** YOUR TASK **
Gather each line containing the string "originals" from these entries.

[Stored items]
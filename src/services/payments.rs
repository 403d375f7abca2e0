use crate::{
    db::DbPool,
    entities::{
        order::{self, ActiveModel as OrderActiveModel, Entity as OrderEntity},
        order_item::{self, Entity as OrderItemEntity},
        payment::{self, ActiveModel as PaymentActiveModel, Entity as PaymentEntity, Model as PaymentModel},
        OrderStatus, PaymentType,
    },
    errors::ServiceError,
    services::orders::{find_order, items_total, load_items},
};
use chrono::{DateTime, Utc};
use metrics::counter;
use rust_decimal::Decimal;
use rust_decimal_macros::dec;
use sea_orm::{
    ActiveModelTrait, ColumnTrait, EntityTrait, QueryFilter, QueryOrder, Set, TransactionTrait,
};
use serde::{Deserialize, Serialize};
use std::collections::HashMap;
use std::str::FromStr;
use std::sync::Arc;
use tracing::{error, info, instrument, warn};

/// Settlement request. Older tills send `OrderID` / `PaymentType`.
#[derive(Debug, Serialize, Deserialize)]
#[serde(rename_all = "camelCase")]
pub struct CreatePaymentRequest {
    #[serde(alias = "OrderID")]
    pub order_id: i32,
    #[serde(alias = "PaymentType")]
    pub payment_type: String,
    #[serde(default, alias = "DiscountPercentage")]
    pub discount_percentage: Option<Decimal>,
}

#[derive(Debug, Clone, Serialize, Deserialize)]
#[serde(rename_all = "camelCase")]
pub struct PaymentResponse {
    pub id: i32,
    pub order_id: i32,
    pub payment_type: PaymentType,
    /// Final amount charged
    pub amount: Decimal,
    pub discount_percentage: Decimal,
    pub discount_amount: Decimal,
    pub original_amount: Decimal,
    pub payment_date: DateTime<Utc>,
    pub order_status: OrderStatus,
}

/// Amounts produced by applying a percentage discount.
#[derive(Debug, Clone, Copy, PartialEq, Eq)]
pub struct DiscountBreakdown {
    pub original_amount: Decimal,
    pub discount_amount: Decimal,
    pub final_amount: Decimal,
}

/// Applies `percentage` (0 to 100) to `original`, rounding the discount to
/// two decimal places. `final + discount == original` always holds.
pub fn apply_discount(original: Decimal, percentage: Decimal) -> DiscountBreakdown {
    let discount_amount = (original * percentage / dec!(100)).round_dp(2);
    DiscountBreakdown {
        original_amount: original,
        discount_amount,
        final_amount: original - discount_amount,
    }
}

pub fn parse_payment_type(raw: &str) -> Result<PaymentType, ServiceError> {
    PaymentType::from_str(raw.trim()).map_err(|_| {
        ServiceError::ValidationError(format!(
            "Invalid payment type '{}'; expected Cash, Card or Banking",
            raw
        ))
    })
}

fn validate_discount(percentage: Decimal) -> Result<(), ServiceError> {
    if percentage < Decimal::ZERO || percentage > dec!(100) {
        return Err(ServiceError::ValidationError(format!(
            "Discount percentage must be between 0 and 100, got {}",
            percentage
        )));
    }
    // Stored as DECIMAL(5,2)
    if percentage.normalize().scale() > 2 {
        return Err(ServiceError::ValidationError(format!(
            "Discount percentage allows at most two decimal places, got {}",
            percentage
        )));
    }
    Ok(())
}

/// Rebuilds the breakdown for a stored payment from the order's live lines
fn reconstruct(payment: PaymentModel, original: Decimal, status: OrderStatus) -> PaymentResponse {
    PaymentResponse {
        discount_amount: original - payment.amount,
        original_amount: original,
        id: payment.id,
        order_id: payment.order_id,
        payment_type: payment.payment_type,
        amount: payment.amount,
        discount_percentage: payment.discount_percentage,
        payment_date: payment.payment_date,
        order_status: status,
    }
}

/// Settles orders and reads back recorded payments
#[derive(Clone)]
pub struct PaymentService {
    db_pool: Arc<DbPool>,
}

impl PaymentService {
    pub fn new(db_pool: Arc<DbPool>) -> Self {
        Self { db_pool }
    }

    /// Records the single payment for an order and marks it `Paid`.
    ///
    /// The payment insert and the order update commit together. The unique
    /// index on `payments.order_id` turns a concurrent double settlement into
    /// `Conflict`.
    #[instrument(skip(self))]
    pub async fn create_payment(
        &self,
        order_id: i32,
        payment_type: PaymentType,
        discount_percentage: Decimal,
    ) -> Result<PaymentResponse, ServiceError> {
        validate_discount(discount_percentage)?;

        let db = &*self.db_pool;
        let txn = db.begin().await.map_err(|e| {
            error!(error = %e, order_id, "Failed to start transaction for payment");
            ServiceError::DatabaseError(e)
        })?;

        let order = find_order(&txn, order_id).await?;

        let existing = PaymentEntity::find()
            .filter(payment::Column::OrderId.eq(order_id))
            .one(&txn)
            .await?;
        if existing.is_some() || order.status == OrderStatus::Paid {
            warn!(order_id, "order already paid");
            return Err(ServiceError::Conflict(format!(
                "Order {} has already been paid",
                order_id
            )));
        }
        if order.status != OrderStatus::Ordering {
            return Err(ServiceError::InvalidState(format!(
                "Order {} is {}; only Ordering orders can be paid",
                order_id, order.status
            )));
        }

        let items = load_items(&txn, order_id).await?;
        let original = items_total(&items);
        if items.is_empty() || original <= Decimal::ZERO {
            return Err(ServiceError::EmptyOrder(format!(
                "Order {} has no items to pay for",
                order_id
            )));
        }

        let breakdown = apply_discount(original, discount_percentage);
        let now = Utc::now();

        let payment = PaymentActiveModel {
            order_id: Set(order_id),
            payment_type: Set(payment_type),
            discount_percentage: Set(discount_percentage),
            amount: Set(breakdown.final_amount),
            payment_date: Set(now),
            ..Default::default()
        }
        .insert(&txn)
        .await
        .map_err(|e| {
            ServiceError::from_db_conflict(e, format!("Order {} has already been paid", order_id))
        })?;

        let mut active: OrderActiveModel = order.into();
        active.status = Set(OrderStatus::Paid);
        active.total_amount = Set(Some(breakdown.final_amount));
        active.updated_at = Set(Some(now));
        active.update(&txn).await?;

        txn.commit().await.map_err(|e| {
            error!(error = %e, order_id, "Failed to commit payment");
            ServiceError::from_db_conflict(e, format!("Order {} has already been paid", order_id))
        })?;

        counter!("cafe_pos.payments.recorded", 1, "payment_type" => payment_type.to_string());
        info!(
            order_id,
            payment_id = payment.id,
            %payment_type,
            original = %breakdown.original_amount,
            discount = %breakdown.discount_amount,
            amount = %breakdown.final_amount,
            "Payment recorded"
        );

        Ok(PaymentResponse {
            id: payment.id,
            order_id,
            payment_type: payment.payment_type,
            amount: payment.amount,
            discount_percentage: payment.discount_percentage,
            discount_amount: breakdown.discount_amount,
            original_amount: breakdown.original_amount,
            payment_date: payment.payment_date,
            order_status: OrderStatus::Paid,
        })
    }

    #[instrument(skip(self))]
    pub async fn get_payment(&self, payment_id: i32) -> Result<PaymentResponse, ServiceError> {
        let db = &*self.db_pool;
        let payment = PaymentEntity::find_by_id(payment_id)
            .one(db)
            .await?
            .ok_or_else(|| ServiceError::NotFound(format!("Payment {} not found", payment_id)))?;
        let order = find_order(db, payment.order_id).await?;
        let original = items_total(&load_items(db, order.id).await?);
        Ok(reconstruct(payment, original, order.status))
    }

    /// All payments, newest first
    #[instrument(skip(self))]
    pub async fn list_payments(&self) -> Result<Vec<PaymentResponse>, ServiceError> {
        let db = &*self.db_pool;
        let payments = PaymentEntity::find()
            .order_by_desc(payment::Column::PaymentDate)
            .order_by_desc(payment::Column::Id)
            .all(db)
            .await?;
        if payments.is_empty() {
            return Ok(Vec::new());
        }

        let order_ids: Vec<i32> = payments.iter().map(|p| p.order_id).collect();

        let statuses: HashMap<i32, OrderStatus> = OrderEntity::find()
            .filter(order::Column::Id.is_in(order_ids.clone()))
            .all(db)
            .await?
            .into_iter()
            .map(|o| (o.id, o.status))
            .collect();

        let mut originals: HashMap<i32, Decimal> = HashMap::new();
        for item in OrderItemEntity::find()
            .filter(order_item::Column::OrderId.is_in(order_ids))
            .all(db)
            .await?
        {
            *originals.entry(item.order_id).or_default() += item.subtotal();
        }

        Ok(payments
            .into_iter()
            .map(|p| {
                let original = originals.get(&p.order_id).copied().unwrap_or_default();
                let status = statuses
                    .get(&p.order_id)
                    .copied()
                    .unwrap_or(OrderStatus::Paid);
                reconstruct(p, original, status)
            })
            .collect())
    }

    #[instrument(skip(self))]
    pub async fn get_payments_by_order(
        &self,
        order_id: i32,
    ) -> Result<Vec<PaymentResponse>, ServiceError> {
        let db = &*self.db_pool;
        let order = find_order(db, order_id).await?;
        let original = items_total(&load_items(db, order_id).await?);

        Ok(PaymentEntity::find()
            .filter(payment::Column::OrderId.eq(order_id))
            .all(db)
            .await?
            .into_iter()
            .map(|p| reconstruct(p, original, order.status))
            .collect())
    }
}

** SOLUTION TO THIS PROBLEM **
        let mut originals: HashMap<i32, Decimal> = HashMap::new();
            *originals.entry(item.order_id).or_default() += item.subtotal();
                let original = originals.get(&p.order_id).copied().unwrap_or_default();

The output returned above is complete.